Arthur C. Clarke was one of 20th century literature's three giants of science fiction. (The other two were Isaac Asimov and Robert A. Heinlein.) Clarke died, at the grand age of 90, on Wednesday 19th March (though news reached UK while it was still Tuesday) and it's a very saddening thought for genre fans reflecting on how the author of classic novels - like 2001: A Space Odyssey, and Childhood's End, produced such powerfully imaginative books that he was largely responsible for introducing them to SF in the first place, and making his readers life-long fans and followers of the genre's unique sense-of-wonder. (When I was a kid, it was Clarke's Earthlight which got me hooked on reading SF!)
When reading (and reviewing for Starburst #171), Odyssey, Neil McAleer's authorised biography of Clarke, I noted that it presented an essentially positive view of Clarke, without any muck-raking (Clarke's autobiography Astounding Days paints a similarly rosy picture), but that did not - and still doesn't - suggest that any negative comments were due, anyway. And it's worth remembering it was Clarke who attained a "cosmic eloquence" in his SF books and lectures that still remains unequalled in the field and the genre canon. With that in mind, I think that any number of human flaws and character faults should be overlooked. Clarke's single-volume Collected Stories is a treasure house of imaginative SF lore and it's changing focus over decades, and it reveals much about the genre's development as fantastic literature.

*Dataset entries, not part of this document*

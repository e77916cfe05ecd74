//! `Average`: a moving-window filter with a normalising or mean output.

use crate::error::{ConfigError, RuntimeError};
use crate::fifo::Fifo;
use crate::filter::{
    bool_param, double_param, validate_parameters, EndpointSpec, FilterFactory, FilterSpec,
    FilterState,
};
use crate::value::{Parameter, ParameterSpec, Value, ValueKind};
use crate::filters::INT32_MAX;

fn spec() -> FilterSpec {
    FilterSpec {
        name: "Average".to_string(),
        inputs: vec![EndpointSpec::stream("input")],
        outputs: vec![EndpointSpec::stream("output")],
        parameters: vec![
            ParameterSpec {
                name: "frequency".to_string(),
                kind: ValueKind::Double,
            },
            ParameterSpec {
                name: "normalise".to_string(),
                kind: ValueKind::Bool,
            },
        ],
    }
}

/// Factory for the `Average` filter.
pub struct AverageFactory;

impl FilterFactory for AverageFactory {
    fn spec(&self) -> &FilterSpec {
        static SPEC: std::sync::OnceLock<FilterSpec> = std::sync::OnceLock::new();
        SPEC.get_or_init(spec)
    }

    fn init(&self, params: &[Parameter], frequency: f64) -> Result<Box<dyn FilterState>, ConfigError> {
        let filter_spec = self.spec();
        validate_parameters(filter_spec, params)?;

        let window_hz = double_param(params, "frequency")?;
        let normalise = bool_param(params, "normalise")?;

        if window_hz <= 0.0 || frequency <= 0.0 {
            return Err(ConfigError::FilterInit {
                label: "Average".to_string(),
                reason: format!(
                    "both acquisition frequency ({frequency}) and window frequency ({window_hz}) must be positive"
                ),
            });
        }

        let window_len = (frequency / window_hz).round() as usize;
        if window_len == 0 {
            return Err(ConfigError::FilterInit {
                label: "Average".to_string(),
                reason: format!(
                    "window length rounds to zero for frequency={frequency}, window_hz={window_hz}"
                ),
            });
        }

        Ok(Box::new(AverageState {
            fifo: Fifo::new(window_len, "Average"),
            sum: 0,
            normalise,
        }))
    }
}

struct AverageState {
    fifo: Fifo<u32>,
    sum: u64,
    normalise: bool,
}

impl FilterState for AverageState {
    fn proc(&mut self, inputs: &[Value], outputs: &mut [Value]) -> Result<(), RuntimeError> {
        let input = inputs[0]
            .as_unsigned()
            .expect("resolver guarantees Average's input slot holds an unsigned value");

        if self.fifo.is_full() {
            let oldest = self.fifo.read()?;
            self.sum -= oldest as u64;
        }
        self.fifo.write(input)?;
        self.sum += input as u64;

        let len = self.fifo.len() as u64;
        let mean = self.sum / len;

        outputs[0] = if self.normalise {
            Value::Unsigned(
                INT32_MAX
                    .wrapping_add(input)
                    .wrapping_sub(mean as u32),
            )
        } else {
            Value::Unsigned(mean as u32)
        };
        Ok(())
    }
}

#[cfg(test)]
mod tests {
    use super::*;
    use crate::value::Parameter;

    fn params(window_hz: f64, normalise: bool) -> Vec<Parameter> {
        vec![
            Parameter {
                name: "frequency".to_string(),
                value: Value::Double(window_hz),
            },
            Parameter {
                name: "normalise".to_string(),
                value: Value::Bool(normalise),
            },
        ]
    }

    fn run(mut state: Box<dyn FilterState>, inputs: &[u32]) -> Vec<u32> {
        inputs
            .iter()
            .map(|&x| {
                let mut out = [Value::Unsigned(0)];
                state
                    .proc(&[Value::Unsigned(x)], &mut out)
                    .expect("proc");
                out[0].as_unsigned().expect("unsigned")
            })
            .collect()
    }

    #[test]
    fn mean_over_window_matches_spec_example() {
        let factory = AverageFactory;
        let state = factory.init(&params(1.0, false), 4.0).expect("init");
        let out = run(state, &[4, 8, 12, 16, 100]);
        assert_eq!(out, vec![4, 6, 8, 10, 34]);
    }

    #[test]
    fn normalising_mean_matches_spec_example() {
        let factory = AverageFactory;
        let state = factory.init(&params(1.0, true), 4.0).expect("init");
        let out = run(state, &[4, 8, 12, 16, 100]);
        let expected: Vec<u32> = vec![0, 2, 4, 6, 66]
            .into_iter()
            .map(|d: u32| INT32_MAX.wrapping_add(d))
            .collect();
        assert_eq!(out, expected);
    }

    #[test]
    fn warm_up_divisor_is_fifo_len_not_capacity() {
        let factory = AverageFactory;
        let state = factory.init(&params(1.0, false), 10.0).expect("init");
        // window length 10, but only 2 samples have arrived: divisor is 2.
        let out = run(state, &[10, 20]);
        assert_eq!(out, vec![10, 15]);
    }

    #[test]
    fn non_positive_window_frequency_is_rejected() {
        let factory = AverageFactory;
        let err = factory.init(&params(0.0, false), 4.0).unwrap_err();
        assert!(matches!(err, ConfigError::FilterInit { .. }));
    }
}
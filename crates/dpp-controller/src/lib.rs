//! The acquisition controller (§4.6): the single state machine that
//! owns the active pipeline or calibration engine and the device
//! handle, serialising every external interaction through its public
//! methods (or, equivalently, the [`ControllerCommand`] mailbox).

mod controller;
mod error;
mod messages;

pub use controller::{
    AcquisitionController, ControllerState, UserConfig, DEFAULT_ABORT_TIMEOUT,
    DEFAULT_CHANNEL_BACKLOG,
};
pub use error::ControllerError;
pub use messages::{ControllerCommand, ControllerEvent, ControllerOutcome, DispatchContext};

I've always found it fascinating to compare the film 2001 with the novel version, one being a genuine work of art by Stanley Kubrick (see here), and the other being a kind of distillation of Clarke's views on some of the big questions (about life-as-we-know-it, the ever-surprising universe, and everything..?), some of which remain unanswered in 21st century. Although it's obviously a great shame that so little of Clarke's boundless optimism has survived the various social changes of the millennium, there can be no doubt that his visionary input into SF is a vital guiding light as we lurch towards whatever future state (or complete mess?) the world gets into next.